====== Data
//! Sequential fallback chain over an ordered set of adapters.

use std::time::{Duration, Instant};

use serde::{Serialize, Serializer};
use tracing::{debug, info, warn};

use crate::engine::{extract_profile, ConfidenceWeights};
use crate::extraction::{AdapterDescriptor, FailureKind};
use crate::models::{CandidateProfile, UploadedDocument};

/// Result of running one adapter plus field extraction on one document.
#[derive(Debug, Clone, Serialize)]
#[serde(rename_all = "camelCase")]
pub struct AdapterAttempt {
    pub adapter: &'static str,
    pub priority: u8,
    #[serde(rename = "durationMs", serialize_with = "as_millis")]
    pub duration: Duration,
    pub outcome: ExtractionOutcome,
}

#[derive(Debug, Clone, Serialize)]
#[serde(tag = "status", rename_all = "snake_case")]
pub enum ExtractionOutcome {
    Succeeded {
        confidence: f64,
        #[serde(rename = "charCount")]
        char_count: usize,
        #[serde(skip)]
        text: String,
        #[serde(skip)]
        profile: Box<CandidateProfile>,
    },
    Failed {
        kind: FailureKind,
        message: String,
    },
}

impl AdapterAttempt {
    pub fn profile(&self) -> Option<&CandidateProfile> {
        match &self.outcome {
            ExtractionOutcome::Succeeded { profile, .. } => Some(&**profile),
            ExtractionOutcome::Failed { .. } => None,
        }
    }

    /// Raw adapter text; `None` for failures.
    pub fn raw_text(&self) -> Option<&str> {
        match &self.outcome {
            ExtractionOutcome::Succeeded { text, .. } => Some(text),
            ExtractionOutcome::Failed { .. } => None,
        }
    }

    /// Confidence of a successful attempt; `None` for failures.
    pub fn confidence(&self) -> Option<f64> {
        match &self.outcome {
            ExtractionOutcome::Succeeded { confidence, .. } => Some(*confidence),
            ExtractionOutcome::Failed { .. } => None,
        }
    }

    pub fn failure_kind(&self) -> Option<FailureKind> {
        match &self.outcome {
            ExtractionOutcome::Succeeded { .. } => None,
            ExtractionOutcome::Failed { kind, .. } => Some(*kind),
        }
    }

    pub fn failure_message(&self) -> Option<&str> {
        match &self.outcome {
            ExtractionOutcome::Succeeded { .. } => None,
            ExtractionOutcome::Failed { message, .. } => Some(message),
        }
    }

    pub(crate) fn failed(
        descriptor: &AdapterDescriptor,
        duration: Duration,
        kind: FailureKind,
        message: impl Into<String>,
    ) -> Self {
        Self {
            adapter: descriptor.id,
            priority: descriptor.priority,
            duration,
            outcome: ExtractionOutcome::Failed {
                kind,
                message: message.into(),
            },
        }
    }
}

pub(crate) fn as_millis<S: Serializer>(d: &Duration, s: S) -> Result<S::Ok, S::Error> {
    s.serialize_u64(d.as_millis() as u64)
}

/// Runs one adapter under `timeout`, then field extraction on its text.
///
/// Never fails: adapter errors, timeouts and panics all become a failed attempt.
pub async fn run_adapter(
    descriptor: &AdapterDescriptor,
    doc: &UploadedDocument,
    timeout: Duration,
    weights: &ConfidenceWeights,
) -> AdapterAttempt {
    let started = Instant::now();

    let raw = match tokio::time::timeout(timeout, descriptor.adapter.extract(doc)).await {
        Ok(Ok(raw)) => {
            debug!(
                adapter = descriptor.id,
                source = raw.source_label,
                chars = raw.text.chars().count(),
                "adapter returned text"
            );
            raw
        }
        Ok(Err(e)) => {
            warn!(adapter = descriptor.id, filename = %doc.filename, error = %e, "adapter failed");
            return AdapterAttempt::failed(descriptor, started.elapsed(), e.kind(), e.to_string());
        }
        Err(_) => {
            warn!(
                adapter = descriptor.id,
                filename = %doc.filename,
                timeout_ms = timeout.as_millis() as u64,
                "adapter timed out"
            );
            return AdapterAttempt::failed(
                descriptor,
                started.elapsed(),
                FailureKind::Timeout,
                format!("no result within {} ms", timeout.as_millis()),
            );
        }
    };

    // Field extraction is regex-heavy; keep it off the async workers.
    let weights = weights.clone();
    let extracted = tokio::task::spawn_blocking(move || {
        let profile = extract_profile(&raw.text, &weights);
        (raw.text, profile)
    })
    .await;
    let (text, profile) = match extracted {
        Ok(pair) => pair,
        Err(e) => {
            warn!(adapter = descriptor.id, filename = %doc.filename, error = %e, "field extraction task failed");
            return AdapterAttempt::failed(
                descriptor,
                started.elapsed(),
                FailureKind::Internal,
                format!("field extraction failed: {e}"),
            );
        }
    };

    let duration = started.elapsed();
    info!(
        adapter = descriptor.id,
        filename = %doc.filename,
        confidence = profile.confidence,
        skills = ?profile.skills.iter().collect::<Vec<_>>(),
        elapsed_ms = duration.as_millis() as u64,
        "adapter produced profile"
    );
    AdapterAttempt {
        adapter: descriptor.id,
        priority: descriptor.priority,
        duration,
        outcome: ExtractionOutcome::Succeeded {
            confidence: profile.confidence,
            char_count: text.chars().count(),
            text,
            profile: Box::new(profile),
        },
    }
}

/// Ordered adapters tried one at a time.
///
/// Dropping the future returned by `run` stops the chain; no later adapter is
/// started.
pub struct FallbackChain {
    descriptors: Vec<AdapterDescriptor>,
    timeout: Duration,
    weights: ConfidenceWeights,
}

impl FallbackChain {
    pub fn new(descriptors: Vec<AdapterDescriptor>, timeout: Duration, weights: ConfidenceWeights) -> Self {
        Self {
            descriptors,
            timeout,
            weights,
        }
    }

    /// Attempts adapters in order until `stop` returns true for an attempt.
    /// Returns every attempt made, the stopping one last.
    pub async fn run<F>(&self, doc: &UploadedDocument, stop: F) -> Vec<AdapterAttempt>
    where
        F: Fn(&AdapterAttempt) -> bool,
    {
        let mut attempts = Vec::with_capacity(self.descriptors.len());
        for descriptor in &self.descriptors {
            let attempt = run_adapter(descriptor, doc, self.timeout, &self.weights).await;
            let done = stop(&attempt);
            attempts.push(attempt);
            if done {
                break;
            }
        }
        attempts
    }
}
============
**Aim of the task:** Lines holding "ConfidenceWeights": copy each one from the records above.

**Answer space:**
use crate::engine::{extract_profile, ConfidenceWeights};
    weights: &ConfidenceWeights,
    weights: ConfidenceWeights,
    pub fn new(descriptors: Vec<AdapterDescriptor>, timeout: Duration, weights: ConfidenceWeights) -> Self {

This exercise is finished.